◆ **REQUIRED WORK**:
The output should match the data below line for line.

(Saved data entries)
○ ○ ○ ○

// piiscan - PII Content Analysis Pipeline
// Copyright (c) 2025 piiscan Contributors
// Licensed under the MIT License

//! # piiscan - PII Content Analysis
//!
//! piiscan inspects user-submitted text, text files, and images for
//! personally identifiable information (PII) by combining a local
//! pattern-based scanner with an external generative content-analysis
//! model, then reconciling and formatting the findings.
//!
//! ## Overview
//!
//! The pipeline provides:
//! - **Local scanning** with an ordered regex detector library (email,
//!   card numbers, phone numbers, SSNs, IPv4 addresses)
//! - **Remote analysis** via the Gemini `generateContent` API
//! - **Response normalization** tolerant of format drift in model replies
//! - **Fallback extraction** for images: OCR first, direct visual
//!   analysis when no text is readable
//!
//! ## Architecture
//!
//! piiscan follows a layered architecture:
//!
//! - [`cli`] - Command-line interface and argument parsing
//! - [`analysis`] - The content-analysis pipeline (scanner, remote
//!   analyzer, normalizer, orchestrator)
//! - [`adapters`] - External integrations (model transport, OCR, storage)
//! - [`domain`] - Core domain types and errors
//! - [`config`] - Configuration management
//! - [`logging`] - Structured logging
//!
//! ## Quick Start
//!
//! ```rust,no_run
//! use piiscan::adapters::model::GeminiClient;
//! use piiscan::adapters::ocr::TesseractOcr;
//! use piiscan::analysis::{AnalysisOrchestrator, PatternScanner, RemoteAnalyzer};
//! use piiscan::config::load_config;
//! use piiscan::domain::AnalysisInput;
//! use std::sync::Arc;
//!
//! #[tokio::main]
//! async fn main() -> Result<(), Box<dyn std::error::Error>> {
//!     let config = load_config("piiscan.toml")?;
//!
//!     let client = Arc::new(GeminiClient::new(config.model.clone())?);
//!     let orchestrator = AnalysisOrchestrator::new(
//!         PatternScanner::new()?,
//!         RemoteAnalyzer::new(client),
//!         Arc::new(TesseractOcr::new(&config.ocr)),
//!         &config.analysis,
//!     );
//!
//!     let result = orchestrator
//!         .analyze(AnalysisInput::text("Contact me at a@b.com"))
//!         .await?;
//!
//!     println!("{}", result.report);
//!     Ok(())
//! }
//! ```
//!
//! ## Error Handling
//!
//! Fallible operations return [`domain::Result`]. A remote analyzer
//! failure never aborts an analysis; the orchestrator substitutes a
//! placeholder finding so callers always receive the local scanner's
//! results at minimum.
//!
//! ## Logging
//!
//! piiscan uses structured logging with the `tracing` crate:
//!
//! ```rust,no_run
//! use tracing::{info, warn};
//!
//! info!("Starting analysis");
//! warn!(tier = "heuristic", "Structured parse fell through to fallback tier");
//! ```

pub mod adapters;
pub mod analysis;
pub mod cli;
pub mod config;
pub mod domain;
pub mod logging;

○ ○ ○ ○

◆ **ANSWER TO THE PROBLEM**:
// piiscan - PII Content Analysis Pipeline
// Copyright (c) 2025 piiscan Contributors
// Licensed under the MIT License

//! # piiscan - PII Content Analysis
//!
//! piiscan inspects user-submitted text, text files, and images for
//! personally identifiable information (PII) by combining a local
//! pattern-based scanner with an external generative content-analysis
//! model, then reconciling and formatting the findings.
//!
//! ## Overview
//!
//! The pipeline provides:
//! - **Local scanning** with an ordered regex detector library (email,
//!   card numbers, phone numbers, SSNs, IPv4 addresses)
//! - **Remote analysis** via the Gemini `generateContent` API
//! - **Response normalization** tolerant of format drift in model replies
//! - **Fallback extraction** for images: OCR first, direct visual
//!   analysis when no text is readable
//!
//! ## Architecture
//!
//! piiscan follows a layered architecture:
//!
//! - [`cli`] - Command-line interface and argument parsing
//! - [`analysis`] - The content-analysis pipeline (scanner, remote
//!   analyzer, normalizer, orchestrator)
//! - [`adapters`] - External integrations (model transport, OCR, storage)
//! - [`domain`] - Core domain types and errors
//! - [`config`] - Configuration management
//! - [`logging`] - Structured logging
//!
//! ## Quick Start
//!
//! ```rust,no_run
//! use piiscan::adapters::model::GeminiClient;
//! use piiscan::adapters::ocr::TesseractOcr;
//! use piiscan::analysis::{AnalysisOrchestrator, PatternScanner, RemoteAnalyzer};
//! use piiscan::config::load_config;
//! use piiscan::domain::AnalysisInput;
//! use std::sync::Arc;
//!
//! #[tokio::main]
//! async fn main() -> Result<(), Box<dyn std::error::Error>> {
//!     let config = load_config("piiscan.toml")?;
//!
//!     let client = Arc::new(GeminiClient::new(config.model.clone())?);
//!     let orchestrator = AnalysisOrchestrator::new(
//!         PatternScanner::new()?,
//!         RemoteAnalyzer::new(client),
//!         Arc::new(TesseractOcr::new(&config.ocr)),
//!         &config.analysis,
//!     );
//!
//!     let result = orchestrator
//!         .analyze(AnalysisInput::text("Contact me at a@b.com"))
//!         .await?;
//!
//!     println!("{}", result.report);
//!     Ok(())
//! }
//! ```
//!
//! ## Error Handling
//!
//! Fallible operations return [`domain::Result`]. A remote analyzer
//! failure never aborts an analysis; the orchestrator substitutes a
//! placeholder finding so callers always receive the local scanner's
//! results at minimum.
//!
//! ## Logging
//!
//! piiscan uses structured logging with the `tracing` crate:
//!
//! ```rust,no_run
//! use tracing::{info, warn};
//!
//! info!("Starting analysis");
//! warn!(tier = "heuristic", "Structured parse fell through to fallback tier");
//! ```

pub mod adapters;
pub mod analysis;
pub mod cli;
pub mod config;
pub mod domain;
pub mod logging;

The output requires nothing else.